▼

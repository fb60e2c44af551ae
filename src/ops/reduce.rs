//! Reduction over a set of axes.

use std::sync::Arc;

use crate::error::{RuntimeError, Status};
use crate::kernel::{KernelArgs, KernelName};
use crate::ops::{
    apply_output_shape, check_output_shape, check_storage, nchw_of, normalize_axis, read_i32,
    tensor_at, Lifecycle, Operator, OperatorBase, OperatorKind,
};
use crate::precision::PrecisionType;
use crate::runtime::Runtime;
use crate::tensor::{element_count, TensorRef};
use crate::worksize::{align_to, find_max_factor, WorkSize};

#[derive(Debug, Clone, Copy, PartialEq, Eq, Hash, Default)]
pub enum Reducer {
    #[default]
    Sum,
    Min,
    Max,
    Prod,
    /// 1 when every element is non-zero.
    All,
    /// 1 when any element is non-zero.
    Any,
}

impl Reducer {
    pub fn token(self) -> &'static str {
        match self {
            Reducer::Sum => "SUM",
            Reducer::Min => "MIN",
            Reducer::Max => "MAX",
            Reducer::Prod => "PROD",
            Reducer::All => "ALL",
            Reducer::Any => "ANY",
        }
    }

    pub fn identity(self) -> f32 {
        match self {
            Reducer::Sum | Reducer::Any => 0.0,
            Reducer::Prod | Reducer::All => 1.0,
            Reducer::Min => f32::INFINITY,
            Reducer::Max => f32::NEG_INFINITY,
        }
    }

    pub fn combine(self, acc: f32, x: f32) -> f32 {
        let truth = |b: bool| if b { 1.0 } else { 0.0 };
        match self {
            Reducer::Sum => acc + x,
            Reducer::Prod => acc * x,
            Reducer::Min => acc.min(x),
            Reducer::Max => acc.max(x),
            Reducer::All => truth(acc != 0.0 && x != 0.0),
            Reducer::Any => truth(acc != 0.0 || x != 0.0),
        }
    }

    pub fn kernel_name(self, precision: PrecisionType) -> KernelName {
        KernelName::new(format!("{}_reduce", self.token()))
            .signed(precision == PrecisionType::Int8)
    }
}

/// Inputs are `[input, axes]`, the axes as an `Int32` tensor.
#[derive(Debug, Clone, Default)]
pub struct ReduceParams {
    pub reducer: Reducer,
    /// Keep reduced axes as extent 1 instead of dropping them.
    pub keep_dims: bool,
    pub android_nn: bool,
}

struct Bound {
    input: TensorRef,
    output: TensorRef,
    /// Reduced axes as bits over the NCHW view.
    mask: u32,
}

pub struct Reduce {
    base: OperatorBase,
    bound: Option<Bound>,
}

/// Normalized, sorted, deduplicated axes. Empty means every axis.
pub fn normalize_axes(raw: &[i32], rank: usize) -> Result<Vec<usize>, RuntimeError> {
    if raw.is_empty() {
        return Ok((0..rank).collect());
    }
    let mut axes = raw
        .iter()
        .map(|&a| normalize_axis(OperatorKind::Reduce, a, rank))
        .collect::<Result<Vec<_>, _>>()?;
    axes.sort_unstable();
    axes.dedup();
    Ok(axes)
}

pub fn output_dims(in_dims: &[u32], axes: &[usize], keep_dims: bool) -> Vec<u32> {
    let dims: Vec<u32> = in_dims
        .iter()
        .enumerate()
        .filter_map(|(i, &d)| match (axes.contains(&i), keep_dims) {
            (false, _) => Some(d),
            (true, true) => Some(1),
            (true, false) => None,
        })
        .collect();
    if dims.is_empty() {
        vec![1]
    } else {
        dims
    }
}

impl Operator for Reduce {
    type Params = ReduceParams;
    const KIND: OperatorKind = OperatorKind::Reduce;

    fn new(runtime: Arc<Runtime>, precision: PrecisionType) -> Self {
        Self {
            base: OperatorBase::new(Self::KIND, runtime, precision),
            bound: None,
        }
    }

    fn initialize(
        &mut self,
        inputs: &[TensorRef],
        outputs: &[TensorRef],
        params: &ReduceParams,
    ) -> Status {
        self.base.begin_initialize()?;
        let input = tensor_at(Self::KIND, inputs, 0, "input")?;
        let axes_tensor = tensor_at(Self::KIND, inputs, 1, "axes")?;
        let output = tensor_at(Self::KIND, outputs, 0, "output")?;
        let precision = self.base.precision();
        check_storage(Self::KIND, &input, precision, "input")?;
        check_storage(Self::KIND, &output, precision, "output")?;
        nchw_of(Self::KIND, &input, "input")?;

        let in_dims = input.dims();
        let rank = in_dims.len();
        let axes = normalize_axes(&read_i32(Self::KIND, &axes_tensor, "axes")?, rank)?;
        let out_dims = output_dims(&in_dims, &axes, params.keep_dims);
        check_output_shape(Self::KIND, &output, &out_dims, params.android_nn)?;

        let kernel = self.base.resolve(&params.reducer.kernel_name(precision))?;
        apply_output_shape(&output, &out_dims, params.android_nn)?;

        let mask = axes.iter().fold(0u32, |m, &a| m | 1 << (a + 4 - rank));
        log::debug!("Reduce {:?} over NCHW mask {:04b}", params.reducer, mask);
        self.bound = Some(Bound {
            input,
            output,
            mask,
        });
        self.base.finish_initialize(vec![kernel]);
        Ok(())
    }

    fn execute(&mut self) -> Status {
        self.base.enter_execute()?;
        let result = self.enqueue();
        self.base.leave_execute(result)
    }

    fn release(&mut self) -> Status {
        self.bound = None;
        self.base.release()
    }

    fn state(&self) -> Lifecycle {
        self.base.state()
    }

    fn kernel_names(&self) -> Vec<String> {
        self.base.kernel_names()
    }
}

impl Reduce {
    fn enqueue(&self) -> Status {
        let b = self
            .bound
            .as_ref()
            .ok_or_else(|| RuntimeError::precondition(Self::KIND, "no tensors bound"))?;
        if b.input.total_size() == 0 {
            return Ok(());
        }
        let [d0, d1, d2, d3] = nchw_of(Self::KIND, &b.input, "input")?;
        let kept: Vec<u32> = [d0, d1, d2, d3]
            .iter()
            .enumerate()
            .filter(|&(a, _)| b.mask & (1 << a) == 0)
            .map(|(_, &d)| d)
            .collect();
        let out_count = element_count(&kept) as u32;
        let local = find_max_factor(out_count, self.base.cap());
        let work = WorkSize::one_d(align_to(out_count, local), Some(local));
        let args = KernelArgs::new()
            .buffer(&b.input)
            .buffer(&b.output)
            .u32(d0)
            .u32(d1)
            .u32(d2)
            .u32(d3)
            .u32(b.mask);
        self.base.enqueue(0, args, &work)
    }
}

#[cfg(test)]
mod tests {
    use super::*;
    use crate::tensor::{DataType, TensorDesc};
    use pretty_assertions::assert_eq;

    fn run_reduce(
        rt: &Arc<Runtime>,
        precision: PrecisionType,
        input: TensorRef,
        axes: &[i32],
        params: ReduceParams,
    ) -> Result<(Reduce, TensorRef), RuntimeError> {
        let axes_tensor = rt.create_tensor(TensorDesc::new(&[axes.len() as u32], DataType::Int32))?;
        axes_tensor.write(axes)?;
        let output = rt.create_tensor(TensorDesc::new(&[1], precision.storage_type()))?;
        let mut op = Reduce::new(Arc::clone(rt), precision);
        op.initialize(&[input, axes_tensor], &[Arc::clone(&output)], &params)?;
        op.execute()?;
        rt.finish()?;
        Ok((op, output))
    }

    fn float_input(rt: &Arc<Runtime>) -> TensorRef {
        let input = rt.create_tensor(TensorDesc::new(&[2, 3], DataType::Float32)).unwrap();
        input.write(&[1.0f32, 2.0, 3.0, 4.0, 5.0, 6.0]).unwrap();
        input
    }

    #[test]
    fn test_axes_are_normalized() {
        assert_eq!(normalize_axes(&[-1, 0, 3, 0], 4).unwrap(), vec![0, 3]);
        assert_eq!(normalize_axes(&[], 3).unwrap(), vec![0, 1, 2]);
        assert!(normalize_axes(&[4], 4).is_err());
    }

    #[test]
    fn test_output_dims() {
        assert_eq!(output_dims(&[2, 3, 4], &[1], false), vec![2, 4]);
        assert_eq!(output_dims(&[2, 3, 4], &[1], true), vec![2, 1, 4]);
        assert_eq!(output_dims(&[2, 3], &[0, 1], false), vec![1]);
    }

    #[test]
    fn test_sum_over_last_axis() {
        let rt = Runtime::host().unwrap();
        let params = ReduceParams {
            android_nn: true,
            ..ReduceParams::default()
        };
        let (op, out) = run_reduce(&rt, PrecisionType::Fp32, float_input(&rt), &[1], params).unwrap();
        assert_eq!(op.kernel_names(), vec!["SUM_reduce_FP32".to_string()]);
        assert_eq!(out.dims(), vec![2]);
        assert_eq!(out.read::<f32>().unwrap(), vec![6.0, 15.0]);
    }

    #[test]
    fn test_max_keeps_dims() {
        let rt = Runtime::host().unwrap();
        let params = ReduceParams {
            reducer: Reducer::Max,
            keep_dims: true,
            android_nn: true,
        };
        let (_, out) = run_reduce(&rt, PrecisionType::Fp32, float_input(&rt), &[-2], params).unwrap();
        assert_eq!(out.dims(), vec![1, 3]);
        assert_eq!(out.read::<f32>().unwrap(), vec![4.0, 5.0, 6.0]);
    }

    #[test]
    fn test_empty_axes_reduce_everything() {
        let rt = Runtime::host().unwrap();
        let params = ReduceParams {
            reducer: Reducer::Prod,
            keep_dims: false,
            android_nn: true,
        };
        let (_, out) = run_reduce(&rt, PrecisionType::Fp32, float_input(&rt), &[], params).unwrap();
        assert_eq!(out.dims(), vec![1]);
        assert_eq!(out.read::<f32>().unwrap(), vec![720.0]);
    }

    #[test]
    fn test_any_and_all_on_bytes() {
        let rt = Runtime::host().unwrap();
        let input = rt.create_tensor(TensorDesc::new(&[2, 2], DataType::UInt8)).unwrap();
        input.write(&[0u8, 3, 0, 0]).unwrap();
        let any = ReduceParams {
            reducer: Reducer::Any,
            keep_dims: false,
            android_nn: true,
        };
        let (_, out) =
            run_reduce(&rt, PrecisionType::UInt8, Arc::clone(&input), &[1], any).unwrap();
        assert_eq!(out.read::<u8>().unwrap(), vec![1, 0]);

        let all = ReduceParams {
            reducer: Reducer::All,
            keep_dims: false,
            android_nn: true,
        };
        let (_, out) = run_reduce(&rt, PrecisionType::UInt8, input, &[0], all).unwrap();
        assert_eq!(out.read::<u8>().unwrap(), vec![0, 0]);
    }

    #[test]
    fn test_signed_min() {
        let rt = Runtime::host().unwrap();
        let input = rt.create_tensor(TensorDesc::new(&[3], DataType::Int8)).unwrap();
        input.write(&[4i8, -7, 2]).unwrap();
        let params = ReduceParams {
            reducer: Reducer::Min,
            keep_dims: false,
            android_nn: true,
        };
        let (op, out) = run_reduce(&rt, PrecisionType::Int8, input, &[0], params).unwrap();
        assert_eq!(op.kernel_names(), vec!["SIGNEDMIN_reduce_INT8".to_string()]);
        assert_eq!(out.read::<i8>().unwrap(), vec![-7]);
    }

    #[test]
    fn test_signed_sum_is_unresolvable() {
        let rt = Runtime::host().unwrap();
        let input = rt.create_tensor(TensorDesc::new(&[3], DataType::Int8)).unwrap();
        let params = ReduceParams {
            android_nn: true,
            ..ReduceParams::default()
        };
        let err = run_reduce(&rt, PrecisionType::Int8, input, &[0], params)
            .err()
            .unwrap();
        assert!(matches!(err, RuntimeError::Resolution { .. }));
    }

    #[test]
    fn test_presized_output_must_match() {
        let rt = Runtime::host().unwrap();
        let err = run_reduce(
            &rt,
            PrecisionType::Fp32,
            float_input(&rt),
            &[0],
            ReduceParams::default(),
        )
        .err()
        .unwrap();
        assert!(matches!(err, RuntimeError::Precondition { .. }));
    }
}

▲

— Task description —
Look above for the line holding "let args = KernelArgs::new()" and the line holding "use super::*;". Retype both, and every line between them, word for word and nothing else.

— Output for this exercise —
        let args = KernelArgs::new()
            .buffer(&b.input)
            .buffer(&b.output)
            .u32(d0)
            .u32(d1)
            .u32(d2)
            .u32(d3)
            .u32(b.mask);
        self.base.enqueue(0, args, &work)
    }
}

#[cfg(test)]
mod tests {
    use super::*;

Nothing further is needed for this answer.